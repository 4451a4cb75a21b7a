//! Capabilities: handler transformers placed in front of the terminal handler.
//!
//! A capability accepts the next handler in the chain and returns a handler
//! that wraps it. It may run code before and after calling inward, or
//! short-circuit by answering the request itself and never calling inward.
//!
//! Three ways to write one:
//!
//! ```rust
//! use portico::middleware::{self, Middleware, Next};
//! use portico::{BoxedHandler, Request, Response};
//! use http::StatusCode;
//!
//! // 1. An async function over (request, next).
//! let deny_deletes = middleware::from_fn(|req: Request, next: Next| async move {
//!     if req.method() == http::Method::DELETE {
//!         return Response::status(StatusCode::METHOD_NOT_ALLOWED);
//!     }
//!     next.run(req).await
//! });
//!
//! // 2. A plain function from handler to handler.
//! let passthrough = |next: BoxedHandler| next;
//!
//! // 3. Your own type implementing `Middleware`.
//! # fn assert_middleware(_: impl Middleware) {}
//! # assert_middleware(deny_deletes);
//! # assert_middleware(passthrough);
//! ```
//!
//! Built-in capabilities:
//! - [`authz`] — rejects requests that fail an authorization check
//! - [`trace`] — per-request span with method, path, status, latency

use std::future::Future;

use crate::handler::{BoxFuture, BoxedHandler, ErasedHandler};
use crate::request::Request;
use crate::response::{IntoResponse, Response};

pub mod authz;
pub mod trace;

pub use authz::Authz;
pub use trace::Trace;

/// A handler transformer: wraps `next`, never replaces the request path.
pub trait Middleware: Send + Sync + 'static {
    fn wrap(&self, next: BoxedHandler) -> BoxedHandler;
}

impl<F> Middleware for F
where
    F: Fn(BoxedHandler) -> BoxedHandler + Send + Sync + 'static,
{
    fn wrap(&self, next: BoxedHandler) -> BoxedHandler {
        self(next)
    }
}

// ── Next ──────────────────────────────────────────────────────────────────────

/// The remainder of the chain, as seen from inside a [`from_fn`] middleware.
pub struct Next {
    inner: BoxedHandler,
}

impl Next {
    /// Passes the request inward and resolves to the inner response.
    pub fn run(self, req: Request) -> BoxFuture {
        self.inner.call(req)
    }
}

// ── from_fn ───────────────────────────────────────────────────────────────────

/// Builds a [`Middleware`] from an async function of `(Request, Next)`.
pub fn from_fn<F, Fut, R>(f: F) -> FromFn<F>
where
    F: Fn(Request, Next) -> Fut + Clone + Send + Sync + 'static,
    Fut: Future<Output = R> + Send + 'static,
    R: IntoResponse + Send + 'static,
{
    FromFn { f }
}

/// Middleware returned by [`from_fn`].
#[derive(Clone)]
pub struct FromFn<F> {
    f: F,
}

impl<F, Fut, R> Middleware for FromFn<F>
where
    F: Fn(Request, Next) -> Fut + Clone + Send + Sync + 'static,
    Fut: Future<Output = R> + Send + 'static,
    R: IntoResponse + Send + 'static,
{
    fn wrap(&self, next: BoxedHandler) -> BoxedHandler {
        BoxedHandler::from_erased(FromFnLayer { f: self.f.clone(), next })
    }
}

struct FromFnLayer<F> {
    f: F,
    next: BoxedHandler,
}

impl<F, Fut, R> ErasedHandler for FromFnLayer<F>
where
    F: Fn(Request, Next) -> Fut + Send + Sync + 'static,
    Fut: Future<Output = R> + Send + 'static,
    R: IntoResponse + Send + 'static,
{
    fn call(&self, req: Request) -> BoxFuture {
        let fut = (self.f)(req, Next { inner: self.next.clone() });
        Box::pin(async move { fut.await.into_response() })
    }
}

/// A response produced without calling inward, e.g. a rejection.
pub(crate) fn ready(res: Response) -> BoxFuture {
    Box::pin(std::future::ready(res))
}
---------------
(About this task) Everything from the first line of the records above through the line containing "calling inward, or" should be restated word for word; leave out all other lines.

(Response area)
repository 4451a4cb75a21b7a
//! Capabilities: handler transformers placed in front of the terminal handler.
//!
//! A capability accepts the next handler in the chain and returns a handler
//! that wraps it. It may run code before and after calling inward, or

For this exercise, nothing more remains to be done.